Among The Book's greatest attributes is its frank recognition that Darwin's theory is fairly challenged by theories of those who "believe that each being has been created as we now see it." Although such a notion is not exactly what intelligent design theorists believe (most non-materialist theories allow for changed over time from original forms), the fact that The Book speaks of such a theory as a legitimate scientific challenger to Darwinism is noteworthy. In fact, The Book speaks deferentially of creationist theories, embracing thoughts of a Creator with respectful toleration. Fortunately Judge Jones is, like most Darwinists, ignorant of The Book, or else it might become unconstitutional in public schools as well.
The Book makes its strongest case against evolution by pointing out that, among the "crowd of difficulties" with Darwinism, the foremost difficulty is that the fossil record does not support Darwin's theory of gradual descent with modification. The Book asks the common sense question: "why, if species have descended from other species by fine gradations, do we not everywhere see innumerable transitional forms?" There are no unambiguous transitional forms, and few purported forms in a fossil record that should be teeming with millions upon millions of such creatures.
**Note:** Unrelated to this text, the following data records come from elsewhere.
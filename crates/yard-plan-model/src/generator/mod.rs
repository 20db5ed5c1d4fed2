// Copyright (c) 2025 Felix Kahle.
//
// Permission is hereby granted, free of charge, to any person obtaining
// a copy of this software and associated documentation files (the
// "Software"), to deal in the Software without restriction, including
// without limitation the rights to use, copy, modify, merge, publish,
// distribute, sublicense, and/or sell copies of the Software, and to
// permit persons to whom the Software is furnished to do so, subject to
// the following conditions:
//
// The above copyright notice and this permission notice shall be
// included in all copies or substantial portions of the Software.
//
// THE SOFTWARE IS PROVIDED "AS IS", WITHOUT WARRANTY OF ANY KIND,
// EXPRESS OR IMPLIED, INCLUDING BUT NOT LIMITED TO THE WARRANTIES OF
// MERCHANTABILITY, FITNESS FOR A PARTICULAR PURPOSE AND
// NONINFRINGEMENT. IN NO EVENT SHALL THE AUTHORS OR COPYRIGHT HOLDERS BE
// LIABLE FOR ANY CLAIM, DAMAGES OR OTHER LIABILITY, WHETHER IN AN ACTION
// OF CONTRACT, TORT OR OTHERWISE, ARISING FROM, OUT OF OR IN CONNECTION
// WITH THE SOFTWARE OR THE USE OR OTHER DEALINGS IN THE SOFTWARE.

mod config;
mod err;

pub use config::{InstanceGenConfig, InstanceGenConfigBuilder};
pub use err::InstanceGenConfigError;

use crate::{
    err::EmitError,
    id::ContainerId,
    loader::{CommandKind, CommandRecord, SnapshotRecord},
};
use rand::{
    SeedableRng,
    distr::{Distribution, Uniform},
    rngs::SmallRng,
    seq::SliceRandom,
};
use std::{fs::File, io::Write, path::Path};
use yard_plan_core::slot::SlotPosition;

/// Random column draws before the generator gives up and falls back to
/// a linear scan for the next free column.
const PLACEMENT_ATTEMPTS: usize = 1000;

/// A synthetic instance: a gravity-packed yard snapshot plus a batch of
/// retrieval commands over it.
#[derive(Debug, Clone, PartialEq, Eq)]
pub struct GeneratedInstance {
    config: InstanceGenConfig,
    snapshot: Vec<SnapshotRecord>,
    commands: Vec<CommandRecord>,
}

impl GeneratedInstance {
    #[inline]
    pub fn config(&self) -> &InstanceGenConfig {
        &self.config
    }

    /// Snapshot rows in placement order; replaying them in this order
    /// keeps every column gravity-packed.
    #[inline]
    pub fn snapshot(&self) -> &[SnapshotRecord] {
        &self.snapshot
    }

    #[inline]
    pub fn commands(&self) -> &[CommandRecord] {
        &self.commands
    }

    pub fn write_layout<W: Write>(&self, writer: W) -> Result<(), EmitError> {
        let mut wtr = csv::Writer::from_writer(writer);
        wtr.write_record(["max_row", "max_bay", "max_level", "total_boxes"])?;
        let layout = self.config.layout();
        wtr.write_record([
            layout.rows().to_string(),
            layout.bays().to_string(),
            layout.tiers().to_string(),
            layout.capacity().to_string(),
        ])?;
        wtr.flush()?;
        Ok(())
    }

    pub fn write_snapshot<W: Write>(&self, writer: W) -> Result<(), EmitError> {
        let mut wtr = csv::Writer::from_writer(writer);
        wtr.write_record(["container_id", "row", "bay", "level"])?;
        for record in &self.snapshot {
            let p = record.position();
            wtr.write_record([
                record.id().value().to_string(),
                p.row().to_string(),
                p.bay().to_string(),
                p.tier().to_string(),
            ])?;
        }
        wtr.flush()?;
        Ok(())
    }

    pub fn write_commands<W: Write>(&self, writer: W) -> Result<(), EmitError> {
        let mut wtr = csv::Writer::from_writer(writer);
        wtr.write_record([
            "cmd_no",
            "batch_id",
            "cmd_type",
            "cmd_priority",
            "parent_carrier_id",
            "src_row",
            "src_bay",
            "src_level",
            "dest_row",
            "dest_bay",
            "dest_level",
            "create_time",
        ])?;
        for command in &self.commands {
            let (src_row, src_bay, src_level) = signed_triple(command.src());
            let (dest_row, dest_bay, dest_level) = signed_triple(command.dst());
            wtr.write_record([
                command.cmd_no().to_string(),
                command.batch_id().value().to_string(),
                "target".to_string(),
                command.priority().to_string(),
                command.carrier().value().to_string(),
                src_row.to_string(),
                src_bay.to_string(),
                src_level.to_string(),
                dest_row.to_string(),
                dest_bay.to_string(),
                dest_level.to_string(),
                command.create_time().to_string(),
            ])?;
        }
        wtr.flush()?;
        Ok(())
    }

    /// Writes `yard_config.csv`, `mock_yard.csv` and `mock_commands.csv`
    /// into `dir`.
    pub fn write_to_dir(&self, dir: impl AsRef<Path>) -> Result<(), EmitError> {
        let dir = dir.as_ref();
        self.write_layout(File::create(dir.join("yard_config.csv"))?)?;
        self.write_snapshot(File::create(dir.join("mock_yard.csv"))?)?;
        self.write_commands(File::create(dir.join("mock_commands.csv"))?)?;
        Ok(())
    }
}

fn signed_triple(position: Option<SlotPosition>) -> (i64, i64, i64) {
    match position {
        Some(p) => (p.row() as i64, p.bay() as i64, p.tier() as i64),
        None => (-1, -1, -1),
    }
}

pub struct InstanceGenerator {
    config: InstanceGenConfig,
    rng: SmallRng,
    row_distribution: Uniform<usize>,
    bay_distribution: Uniform<usize>,
}

impl From<InstanceGenConfig> for InstanceGenerator {
    fn from(config: InstanceGenConfig) -> Self {
        Self::new(config)
    }
}

impl InstanceGenerator {
    pub fn new(config: InstanceGenConfig) -> Self {
        let layout = config.layout();
        InstanceGenerator {
            row_distribution: Uniform::new(0, layout.rows()).expect("valid [0, rows)"),
            bay_distribution: Uniform::new(0, layout.bays()).expect("valid [0, bays)"),
            rng: SmallRng::seed_from_u64(config.seed()),
            config,
        }
    }

    pub fn generate(&mut self) -> GeneratedInstance {
        let snapshot = self.place_containers();
        let commands = self.sample_commands(&snapshot);
        GeneratedInstance {
            config: self.config,
            snapshot,
            commands,
        }
    }

    fn place_containers(&mut self) -> Vec<SnapshotRecord> {
        let layout = self.config.layout();
        let mut heights = vec![0usize; layout.column_count()];
        let mut snapshot = Vec::with_capacity(self.config.total_boxes());

        for raw_id in 1..=self.config.total_boxes() {
            let (row, bay) = self.free_column(&heights);
            let column = row * layout.bays() + bay;
            snapshot.push(SnapshotRecord::new(
                ContainerId::new(raw_id as u32),
                SlotPosition::new(row, bay, heights[column]),
            ));
            heights[column] += 1;
        }
        snapshot
    }

    /// Draws random columns until a non-full one comes up; at high fill
    /// rates this degenerates, so after [`PLACEMENT_ATTEMPTS`] draws the
    /// first free column in row-major order is taken instead. Capacity
    /// validation guarantees one exists.
    fn free_column(&mut self, heights: &[usize]) -> (usize, usize) {
        let layout = self.config.layout();
        for _ in 0..PLACEMENT_ATTEMPTS {
            let row = self.row_distribution.sample(&mut self.rng);
            let bay = self.bay_distribution.sample(&mut self.rng);
            if heights[row * layout.bays() + bay] < layout.tiers() {
                return (row, bay);
            }
        }
        layout
            .columns()
            .map(|c| (c.row(), c.bay()))
            .find(|&(r, b)| heights[r * layout.bays() + b] < layout.tiers())
            .expect("capacity check guarantees a free column")
    }

    fn sample_commands(&mut self, snapshot: &[SnapshotRecord]) -> Vec<CommandRecord> {
        let mut candidates: Vec<SnapshotRecord> = snapshot.to_vec();
        candidates.shuffle(&mut self.rng);
        candidates
            .iter()
            .take(self.config.mission_count())
            .enumerate()
            .map(|(i, record)| {
                let serial = (i + 1) as u32;
                CommandRecord::new(
                    serial,
                    self.config.batch_id(),
                    CommandKind::Target,
                    serial,
                    record.id(),
                    Some(record.position()),
                    None,
                    self.config.base_time() + serial as i64 * 60,
                )
            })
            .collect()
    }
}
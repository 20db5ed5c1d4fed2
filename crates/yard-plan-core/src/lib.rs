// Copyright (c) 2025 Felix Kahle.
//
// Permission is hereby granted, free of charge, to any person obtaining
// a copy of this software and associated documentation files (the
// "Software"), to deal in the Software without restriction, including
// without limitation the rights to use, copy, modify, merge, publish,
// distribute, sublicense, and/or sell copies of the Software, and to
// permit persons to whom the Software is furnished to do so, subject to
// the following conditions:
//
// The above copyright notice and this permission notice shall be
// included in all copies or substantial portions of the Software.
//
// THE SOFTWARE IS PROVIDED "AS IS", WITHOUT WARRANTY OF ANY KIND,
// EXPRESS OR IMPLIED, INCLUDING BUT NOT LIMITED TO THE WARRANTIES OF
// MERCHANTABILITY, FITNESS FOR A PARTICULAR PURPOSE AND
// NONINFRINGEMENT. IN NO EVENT SHALL THE AUTHORS OR COPYRIGHT HOLDERS BE
// LIABLE FOR ANY CLAIM, DAMAGES OR OTHER LIABILITY, WHETHER IN AN ACTION
// OF CONTRACT, TORT OR OTHERWISE, ARISING FROM, OUT OF OR IN CONNECTION
// WITH THE SOFTWARE OR THE USE OR OTHER DEALINGS IN THE SOFTWARE.

pub mod cost;
pub mod slot;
Such knowledge is common among educated scientists, but most Darwinists treat speaking such truth as tantamount to being a knuckle-dragging, redneck creationist. Atheists in Ohio, for example, last year forced out a state science standard instructing students on the current state of the fossil record, ostensibly because letting high school students in on the "trade secret" of paleontologists establishes another government church in the classroom (in competition with their church of naturalism). But the trade secret, as arch-evolutionist Stephen J. Gould announced, remains--the fossil record does not support Darwinian gradualism. And The Book agrees.
Related to the lack of support in the fossil record for Darwin's descent with modification, The Book draws attention to the growing line of evidence that the geological record likewise contradicts Darwinism. The Book details what no public high school students will learn--that several cases are on record of the same species presenting varieties in the upper and lower parts of the same geological formation. Creationist scientists, for example, have long documented such "anomalies" in places like the Grand Canyon. Even worse for Darwin's theory, the real problem with the geological record (as The Book notes), is the sudden appearance of whole groups of species in certain formations. Put forth as a "serious difficulty" for Darwinism, The Book accurately records how species of several main divisions of the animal kingdom suddenly appear in the lowest known fossiliferious rocks, particularly the Cambrian. The entire absence of fossils beneath the Cambrian strata, The Book notes, is one reason that many eminent paleontologists such as Cuvier, Agassiz, Barrande, Pictet, Falconer, E. Forbes, etc., and all the greatest geologists, such as Lyell, Murchison, Sedgwick, etc., have "unanimously, often vehemently, maintained the immutability of species." The Book is a good book.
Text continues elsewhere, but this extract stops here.